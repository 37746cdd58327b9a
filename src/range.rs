/// Session-local message sequence number, 1-based.
///
/// Signed because a page that runs past either end of the mailbox resolves
/// to numbers outside `[1, total]`; those are still handed to the transport,
/// which rejects them one by one.
pub type MessageId = i64;

#[derive(Clone, Copy, Debug, PartialEq, Eq)]
pub struct PageSpec {
    pub size: Option<u32>,
    pub offset: Option<u32>,
    /// Newest first when set.
    pub reverse: bool,
}

impl Default for PageSpec {
    fn default() -> PageSpec {
        PageSpec {
            size: None,
            offset: None,
            reverse: true,
        }
    }
}

impl PageSpec {
    /// Fill in the defaults for `total` messages and return the concrete
    /// `(start, end)` pair of the page, both inclusive.
    pub fn bounds(&self, total: u32) -> (MessageId, MessageId) {
        let total = MessageId::from(total);
        let first = if self.reverse { total } else { 1 };
        let (size, offset) = match (self.size, self.offset) {
            (None, _) => (total, first),
            (Some(size), None) => (MessageId::from(size), first),
            (Some(size), Some(offset)) => (MessageId::from(size), MessageId::from(offset)),
        };

        let start = offset;
        let end = if self.reverse {
            start - size + 1
        } else {
            size + start - 1
        };
        (start, end)
    }
}

/// Compute the message ids to fetch, in fetch order.
///
/// Ids are not clamped to `[1, total]`.
pub fn resolve(total: u32, spec: &PageSpec) -> Vec<MessageId> {
    if total == 0 {
        return Vec::new();
    }
    let (start, end) = spec.bounds(total);
    let ids: Vec<MessageId> = if end < start {
        (end..=start).rev().collect()
    } else {
        (start..=end).collect()
    };
    debug!("Resolved {} message ids from {} to {}", ids.len(), start, end);
    ids
}
use openssl::ssl::SslStream;
use std::net::TcpStream;
use std::io::{Read, BufRead, BufReader, Write, Error};

#[derive(Debug)]
pub enum IMAPStream {
    Plain(BufReader<TcpStream>),
    SSL(BufReader<SslStream<TcpStream>>),
}

impl Write for IMAPStream {
    fn write(&mut self, buf: &[u8]) -> Result<usize, Error> {
        match *self {
            IMAPStream::Plain(ref mut stream) => stream.get_mut().write(buf),
            IMAPStream::SSL(ref mut stream) => stream.get_mut().write(buf),
        }
    }

    fn flush(&mut self) -> Result<(), Error> {
        match *self {
            IMAPStream::Plain(ref mut stream) => stream.get_mut().flush(),
            IMAPStream::SSL(ref mut stream) => stream.get_mut().flush(),
        }
    }
}

impl Read for IMAPStream {
    fn read(&mut self, buf: &mut [u8]) -> Result<usize, Error> {
        match *self {
            IMAPStream::Plain(ref mut stream) => stream.read(buf),
            IMAPStream::SSL(ref mut stream) => stream.read(buf),
        }
    }
}

impl BufRead for IMAPStream {
    fn fill_buf(&mut self) -> Result<&[u8], Error> {
        match *self {
            IMAPStream::Plain(ref mut stream) => stream.fill_buf(),
            IMAPStream::SSL(ref mut stream) => stream.fill_buf(),
        }
    }

    fn consume(&mut self, amt: usize) {
        match *self {
            IMAPStream::Plain(ref mut stream) => stream.consume(amt),
            IMAPStream::SSL(ref mut stream) => stream.consume(amt),
        }
    }
}

/// Send one protocol line, terminated by CRLF.
pub fn write_line<W: Write>(stream: &mut W, line: &str) -> Result<(), Error> {
    stream.write_all(format!("{}\r\n", line).as_ref())?;
    stream.flush()
}
#[cfg(feature = "serde")]
use serde::{Deserialize, Serialize};

/// How the connection to the server is secured.
#[cfg_attr(feature = "serde", derive(Serialize, Deserialize))]
#[derive(Clone, Copy, Debug, PartialEq, Eq)]
pub enum Security {
    Plain,
    SSL,
}

impl Default for Security {
    fn default() -> Security {
        Security::Plain
    }
}

#[cfg_attr(feature = "serde", derive(Serialize, Deserialize))]
#[cfg_attr(feature = "serde", serde(default))]
#[derive(Clone, Debug, PartialEq, Eq)]
pub struct AccountConfig {
    pub server: String,
    pub port: u16,
    pub user: String,
    pub password: String,
    /// Mailbox address of the last `open`, e.g. `{imap.example.com:143}INBOX`.
    pub link: String,
    pub security: Security,
}

impl Default for AccountConfig {
    fn default() -> AccountConfig {
        AccountConfig {
            server: String::new(),
            port: 143,
            user: String::new(),
            password: String::new(),
            link: String::new(),
            security: Security::Plain,
        }
    }
}

/// A partial update of an `AccountConfig`. Fields left as `None` keep their
/// current value.
#[cfg_attr(feature = "serde", derive(Serialize, Deserialize))]
#[cfg_attr(feature = "serde", serde(default))]
#[derive(Clone, Debug, Default, PartialEq, Eq)]
pub struct ConfigFields {
    pub server: Option<String>,
    pub port: Option<u16>,
    pub user: Option<String>,
    pub password: Option<String>,
    pub link: Option<String>,
    pub security: Option<Security>,
}

impl AccountConfig {
    pub fn apply(&mut self, fields: ConfigFields) {
        if let Some(server) = fields.server {
            self.server = server;
        }
        if let Some(port) = fields.port {
            self.port = port;
        }
        if let Some(user) = fields.user {
            self.user = user;
        }
        if let Some(password) = fields.password {
            self.password = password;
        }
        if let Some(link) = fields.link {
            self.link = link;
        }
        if let Some(security) = fields.security {
            self.security = security;
        }
    }
}
use std::collections::HashMap;

use chrono::{DateTime, FixedOffset, Local};
use regex::Regex;

use encoded_word;

/// Lower-cased header name to decoded header value.
pub type HeaderMap = HashMap<String, String>;

/// Format used for `Message::date`.
pub const DATE_FORMAT: &str = "%Y-%m-%d %H:%M:%S";

/// Parse a raw header block into a `HeaderMap`.
///
/// Folded lines are joined to the header they continue. Lines without a
/// colon are skipped. When a header appears more than once, the last one
/// wins.
pub fn decode(raw: &[u8]) -> HeaderMap {
    let raw = String::from_utf8_lossy(raw);
    let mut headers = HeaderMap::new();

    for line in unfold(&raw) {
        let mut parts = line.splitn(2, ':');
        let name = parts.next().unwrap_or("").trim();
        let value = match parts.next() {
            Some(value) if !name.is_empty() => value.trim(),
            _ => {
                debug!("Skipping malformed header line: {:?}", line);
                continue;
            }
        };
        headers.insert(name.to_lowercase(), encoded_word::decode_to_string(value));
    }
    headers
}

fn unfold(raw: &str) -> Vec<String> {
    let mut lines: Vec<String> = Vec::new();
    for line in raw.split('\n') {
        let line = line.trim_end_matches('\r');
        if line.trim().is_empty() {
            continue;
        }
        let continues = line.starts_with(' ') || line.starts_with('\t');
        match lines.last_mut() {
            Some(previous) if continues => {
                previous.push(' ');
                previous.push_str(line.trim_start());
            }
            _ => lines.push(line.to_string()),
        }
    }
    lines
}

/// The bare address of a `From` value: whatever is between the angle
/// brackets, or the value unchanged if there are none.
pub fn format_from(from: &str) -> String {
    lazy_static! {
        static ref ANGLE_ADDR: Regex = Regex::new(r"(?s)<(.+)>").unwrap();
    }
    match ANGLE_ADDR.captures(from) {
        Some(cap) => cap[1].to_string(),
        None => from.to_string(),
    }
}

/// Timestamp of a `Received` value, taken from after its last `;`.
///
/// Returns an empty string when there is no parseable date.
pub fn received_date(received: &str) -> String {
    let stamp = received.rsplit(';').next().unwrap_or("").trim();
    if stamp.is_empty() {
        return String::new();
    }
    match parse_date(stamp) {
        Some(date) => date.with_timezone(&Local).format(DATE_FORMAT).to_string(),
        None => {
            debug!("Unparseable Received date: {:?}", stamp);
            String::new()
        }
    }
}

fn parse_date(stamp: &str) -> Option<DateTime<FixedOffset>> {
    lazy_static! {
        static ref TRAILING_COMMENT: Regex = Regex::new(r"\s*\([^)]*\)\s*$").unwrap();
        static ref WHITESPACE: Regex = Regex::new(r"\s+").unwrap();
    }
    let stamp = TRAILING_COMMENT.replace(stamp, "");
    let stamp = WHITESPACE.replace_all(&stamp, " ");
    DateTime::parse_from_rfc2822(&stamp)
        .or_else(|_| DateTime::parse_from_str(&stamp, "%d %b %Y %H:%M:%S %z"))
        .ok()
}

_ _ _ _ _ _ _

■ **EXERCISE DETAILS**
Given the records above, reproduce precisely and only the lines between the line holding "first when set." and the line holding "page, both inclusive.", inclusive.

■ **REPLY TO THE EXERCISE**
    /// Newest first when set.
    pub reverse: bool,
}

impl Default for PageSpec {
    fn default() -> PageSpec {
        PageSpec {
            size: None,
            offset: None,
            reverse: true,
        }
    }
}

impl PageSpec {
    /// Fill in the defaults for `total` messages and return the concrete
    /// `(start, end)` pair of the page, both inclusive.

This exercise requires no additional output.